America has a long history of embracing the debate of competing visions. Different political parties and campaigns have always had stark disagreements about complex issues like the size and purpose of our government or the relations between our people and the strong economy we all strive to build. We used to robustly debate them under the umbrella of national pride and with a hearty respect for the values of freedom, liberty, and justice on which America was founded.
Ronald Reagan often explained his policies best by painting the picture of a shining city on a hill. George H.W. Bush spoke about a thousand points of light when he described his view of where the country should go. Bill Clinton said he felt our pain and wanted to build a bridge to the 21st century. George W. Bush ran as a compassionate conservative, and most recently, even President Obama campaigned with a promise of hope and change.
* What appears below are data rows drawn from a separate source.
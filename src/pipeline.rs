// src/pipeline.rs
//! End-to-end swing analysis: window detection, preparation, features.

use crate::config::PipelineConfig;
use crate::error::{PipelineError, Result};
use crate::features::{FeatureEngineer, SampleFeatures, CH_ANGLE, GLOBAL_WRIST_SPEED};
use crate::joints::LEFT_ELBOW;
use crate::normalize::SpatialNormalizer;
use crate::phase::{PhaseDetector, SwingPhase};
use crate::quality::QualityMetrics;
use crate::repair::SequenceRepair;
use crate::resample::TemporalResampler;
use crate::scaler::FeatureScaler;
use crate::sequence::{frame_validity, PoseSequence, SwingWindow};
use crate::window::SwingWindowDetector;
use ndarray::s;
use serde::{Deserialize, Serialize};
use tracing::{debug, info, instrument, warn};

/// Output of the full preparation path.
#[derive(Debug, Clone, PartialEq)]
pub struct PreparedSequence {
    pub sequence: PoseSequence,
    pub quality: QualityMetrics,
}

#[derive(Debug, Clone, Copy, PartialEq, Serialize, Deserialize)]
pub struct SwingMetrics {
    /// Approximate peak wrist speed in m/s.
    pub swing_speed: f32,
    /// Largest lead elbow angle in degrees.
    pub arm_angle: f32,
}

#[derive(Debug, Clone)]
pub struct SwingAnalysis {
    pub window: SwingWindow,
    /// True when the window was too short and the whole clip was used.
    pub used_full_clip: bool,
    pub prepared: PreparedSequence,
    pub features: SampleFeatures,
    pub scaled: bool,
    pub metrics: SwingMetrics,
    /// Phase per frame of the raw clip.
    pub phases: Vec<SwingPhase>,
}

pub struct SwingPipeline {
    config: PipelineConfig,
    repair: SequenceRepair,
    normalizer: SpatialNormalizer,
    resampler: TemporalResampler,
    window_detector: SwingWindowDetector,
    feature_engineer: FeatureEngineer,
    scaler: Option<FeatureScaler>,
}

impl SwingPipeline {
    pub fn new(config: PipelineConfig) -> Result<Self> {
        config.validate()?;
        Ok(Self {
            repair: SequenceRepair::new(&config),
            normalizer: SpatialNormalizer::new(&config),
            resampler: TemporalResampler::new(config.n_frames),
            window_detector: SwingWindowDetector::new(&config),
            feature_engineer: FeatureEngineer::new(&config),
            scaler: None,
            config,
        })
    }

    /// Standardize features with a fitted scaler in `analyze`.
    pub fn with_scaler(mut self, scaler: FeatureScaler) -> Self {
        self.scaler = Some(scaler);
        self
    }

    pub fn config(&self) -> &PipelineConfig {
        &self.config
    }

    pub fn feature_engineer(&self) -> &FeatureEngineer {
        &self.feature_engineer
    }

    /// Interpolate and smooth only. Frame indices stay on the video timeline.
    pub fn prepare_for_window_detection(&self, raw: &PoseSequence) -> PoseSequence {
        let mut repaired = self.repair.repair(raw);
        repaired.valid_mask = frame_validity(&repaired.data, self.config.thresholds.pose_visibility);
        repaired
    }

    pub fn detect_window(&self, raw: &PoseSequence) -> SwingWindow {
        let minimal = self.prepare_for_window_detection(raw);
        self.window_detector.detect(&minimal)
    }

    /// Frames of `raw` inside the window, or the whole clip when the window
    /// is shorter than `min_window_frames`.
    pub fn slice_to_window(&self, raw: &PoseSequence, window: &SwingWindow) -> (PoseSequence, bool) {
        if window.num_frames() < self.config.window.min_window_frames {
            warn!(
                frames = window.num_frames(),
                min = self.config.window.min_window_frames,
                "swing window too short, using the whole clip"
            );
            return (raw.clone(), true);
        }
        (raw.slice(window.start_frame, window.end_frame), false)
    }

    /// Interpolate, smooth, normalize, resample to `n_frames`, then score quality.
    pub fn prepare_sequence(&self, sequence: &PoseSequence) -> Result<PreparedSequence> {
        if sequence.is_empty() {
            return Err(PipelineError::EmptySequence);
        }
        let repaired = self.repair.repair(sequence);
        let normalized = self.normalizer.normalize(&repaired);
        let mut resampled = self.resampler.resample(&normalized)?;
        resampled.valid_mask =
            frame_validity(&resampled.data, self.config.thresholds.pose_visibility);

        let quality = QualityMetrics::compute(&resampled.data, &self.config.thresholds);
        debug!(
            frames = resampled.num_frames(),
            interp_ratio = resampled.interpolation_ratio(),
            low_quality = quality.low_quality,
            "prepared sequence"
        );
        Ok(PreparedSequence {
            sequence: resampled,
            quality,
        })
    }

    pub fn compute_features(&self, prepared: &PreparedSequence) -> SampleFeatures {
        self.feature_engineer.compute_features(&prepared.sequence)
    }

    /// Speed and arm angle on the repaired, normalized clip at its native
    /// frame rate (no resampling, which would distort speeds).
    pub fn swing_metrics(&self, sliced: &PoseSequence) -> SwingMetrics {
        let normalized = self.normalizer.normalize(&self.repair.repair(sliced));
        let features = self.feature_engineer.compute_features(&normalized);

        let wrist_speeds: Vec<f32> = features.global.column(GLOBAL_WRIST_SPEED).to_vec();
        let speed = percentile(&wrist_speeds, self.config.metrics.speed_percentile);
        let arm_angle = features
            .joint
            .slice(s![.., LEFT_ELBOW, CH_ANGLE])
            .fold(0.0f32, |acc, &v| acc.max(v));

        SwingMetrics {
            swing_speed: speed * self.config.metrics.hip_width_metres,
            arm_angle,
        }
    }

    #[instrument(skip(self, raw), fields(frames = raw.num_frames()))]
    pub fn analyze(&self, raw: &PoseSequence) -> Result<SwingAnalysis> {
        if raw.is_empty() {
            return Err(PipelineError::EmptySequence);
        }

        let window = self.detect_window(raw);
        let (sliced, used_full_clip) = self.slice_to_window(raw, &window);
        let prepared = self.prepare_sequence(&sliced)?;
        let mut features = self.compute_features(&prepared);
        let scaled = match &self.scaler {
            Some(scaler) => {
                features = scaler.apply(&features)?;
                true
            }
            None => false,
        };
        let metrics = self.swing_metrics(&sliced);
        let phases = PhaseDetector::new(&self.config).run(raw);

        info!(
            start = window.start_frame,
            end = window.end_frame,
            method = window.method.as_str(),
            swing_speed = metrics.swing_speed,
            arm_angle = metrics.arm_angle,
            low_quality = prepared.quality.low_quality,
            "swing analysed"
        );
        Ok(SwingAnalysis {
            window,
            used_full_clip,
            prepared,
            features,
            scaled,
            metrics,
            phases,
        })
    }
}

/// Linear-interpolated percentile, `pct` in `[0, 100]`. Empty input gives 0.
pub fn percentile(values: &[f32], pct: f32) -> f32 {
    if values.is_empty() {
        return 0.0;
    }
    let mut sorted = values.to_vec();
    sorted.sort_by(|a, b| a.total_cmp(b));
    let rank = (pct.clamp(0.0, 100.0) / 100.0) as f64 * (sorted.len() - 1) as f64;
    let lo = rank.floor() as usize;
    let hi = rank.ceil() as usize;
    let frac = (rank - lo as f64) as f32;
    sorted[lo] + (sorted[hi] - sorted[lo]) * frac
}

#[cfg(test)]
mod tests {
    use super::*;
    use crate::joints::{NUM_CHANNELS, NUM_JOINTS, VISIBILITY};
    use crate::sequence::WindowMethod;
    use approx::assert_relative_eq;
    use ndarray::{Array1, Array3};

    fn pipeline() -> SwingPipeline {
        SwingPipeline::new(PipelineConfig::default()).unwrap()
    }

    fn standing(t_len: usize) -> PoseSequence {
        let mut data = Array3::zeros((t_len, NUM_JOINTS, NUM_CHANNELS));
        for t in 0..t_len {
            for j in 0..NUM_JOINTS {
                data[[t, j, 0]] = 0.5;
                data[[t, j, 1]] = 0.5;
                data[[t, j, VISIBILITY]] = 0.9;
            }
            data[[t, 23, 0]] = 0.45;
            data[[t, 24, 0]] = 0.55;
            data[[t, 23, 1]] = 0.6;
            data[[t, 24, 1]] = 0.6;
            data[[t, 11, 0]] = 0.43;
            data[[t, 12, 0]] = 0.57;
            data[[t, 11, 1]] = 0.35;
            data[[t, 12, 1]] = 0.35;
        }
        PoseSequence::from_raw(data, 30.0, Array1::from_elem(t_len, true)).unwrap()
    }

    #[test]
    fn test_percentile_matches_linear_rule() {
        let values: Vec<f32> = (1..=5).map(|v| v as f32).collect();
        assert_eq!(percentile(&values, 50.0), 3.0);
        assert_relative_eq!(percentile(&values, 95.0), 4.8, epsilon = 1e-5);
        assert_eq!(percentile(&values, 100.0), 5.0);
        assert_eq!(percentile(&[], 95.0), 0.0);
    }

    #[test]
    fn test_short_window_uses_whole_clip() {
        let raw = standing(40);
        let window = SwingWindow {
            start_frame: 10,
            end_frame: 15,
            confidence: 0.5,
            method: WindowMethod::WristVelocity,
        };
        let (sliced, full) = pipeline().slice_to_window(&raw, &window);
        assert!(full);
        assert_eq!(sliced.num_frames(), 40);

        let window = SwingWindow { end_frame: 30, ..window };
        let (sliced, full) = pipeline().slice_to_window(&raw, &window);
        assert!(!full);
        assert_eq!(sliced.num_frames(), 20);
    }

    #[test]
    fn test_window_path_keeps_video_coordinates() {
        let mut raw = standing(20);
        raw.data[[5, 15, VISIBILITY]] = 0.0;
        let minimal = pipeline().prepare_for_window_detection(&raw);
        assert_eq!(minimal.num_frames(), 20);
        assert!(minimal.interpolation_mask[[5, 15]]);
        assert_relative_eq!(minimal.data[[3, 23, 0]], 0.45, epsilon = 1e-4);
    }

    #[test]
    fn test_prepare_sequence_shapes() {
        let prepared = pipeline().prepare_sequence(&standing(57)).unwrap();
        assert_eq!(prepared.sequence.num_frames(), 100);
        assert_eq!(prepared.sequence.interpolation_mask.shape(), &[100, NUM_JOINTS]);
        assert!(!prepared.quality.low_quality);
        assert_relative_eq!(prepared.sequence.data[[50, 24, 0]], 0.5, epsilon = 1e-4);
    }

    #[test]
    fn test_metrics_on_still_clip() {
        let metrics = pipeline().swing_metrics(&standing(30));
        assert_relative_eq!(metrics.swing_speed, 0.0, epsilon = 1e-4);
        assert!(metrics.arm_angle >= 0.0 && metrics.arm_angle <= 180.0);
    }

    #[test]
    fn test_analyze_rejects_empty_clip() {
        assert!(matches!(
            pipeline().analyze(&standing(0)),
            Err(PipelineError::EmptySequence)
        ));
    }

    #[test]
    fn test_scaler_is_applied() {
        let scaler = FeatureScaler {
            joint_mean: vec![0.0; 13],
            joint_std: vec![2.0; 13],
            global_mean: vec![0.0; 3],
            global_std: vec![1.0; 3],
        };
        let plain = pipeline().analyze(&standing(45)).unwrap();
        let scaled = pipeline().with_scaler(scaler).analyze(&standing(45)).unwrap();
        assert!(scaled.scaled && !plain.scaled);
        assert_relative_eq!(
            scaled.features.joint[[10, 24, 0]],
            plain.features.joint[[10, 24, 0]] / 2.0,
            epsilon = 1e-6
        );
    }
}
All these men had very different views of what America has been and what it should be going forward. I personally strongly agreed with some and strongly disagreed with others. But at least they all tried to speak to their policies in a way that was enshrined in the larger message of American values and a vision of the country.
In this election, both major presidential candidates seem to speak more of what they dislike about America than what they love about it. A 24/7 media circus that is desperate for eyeballs and clicks adds unlimited fuel to the fire and constantly fills our airwaves with more about hate than hope…more about venom than vision…more about anger than America itself.
Years from now, will we look back on this election as the moment in time that we stopped viewing America as optimists and instead began viewing our country through the eyes of a pessimist? Shame on all of us if we let that happen.
No matter who wins next week, it is time for everyone in this country to focus more on what unites us, rather than divides us – on our pride in this great nation and what still sets us apart. We should re-focus on the values of individual freedom and responsibility, opportunity for all Americans, and diverse yet strong communities. We should discuss this shared history and vision more with our kids, neighbors and, yes, even those with which we politically disagree.
We must step back and once again rigidly debate ideology without tearing down the idealism of America itself.
One of these two people will be our President-elect next week, but that doesn’t mean we should outsource how our kids view America to them… or the talking heads… or social media. That burden remains with the parents, grandparents, teachers, religious and community leaders and other mentors that have an American duty to explain to the next generation why living in this country is such a special gift that comes with certain responsibilities.
America is not great because of any one man or woman, but it is unique because any one man or woman can accomplish anything thanks to the many sacrifices made by those before us.
Soon the masks will come off and the scary characters will go back to their hiding places. Before too long, this Halloween-inspired election will finally come to an end. When it does, let’s quickly move beyond the incessant discussion about election tricks and once again start focusing on the real treats of America – freedom, opportunity, and justice for all.
If you don’t take the time to fill your kids’ bag up with our shared American values, someone else with their own agenda will gladly do it for you.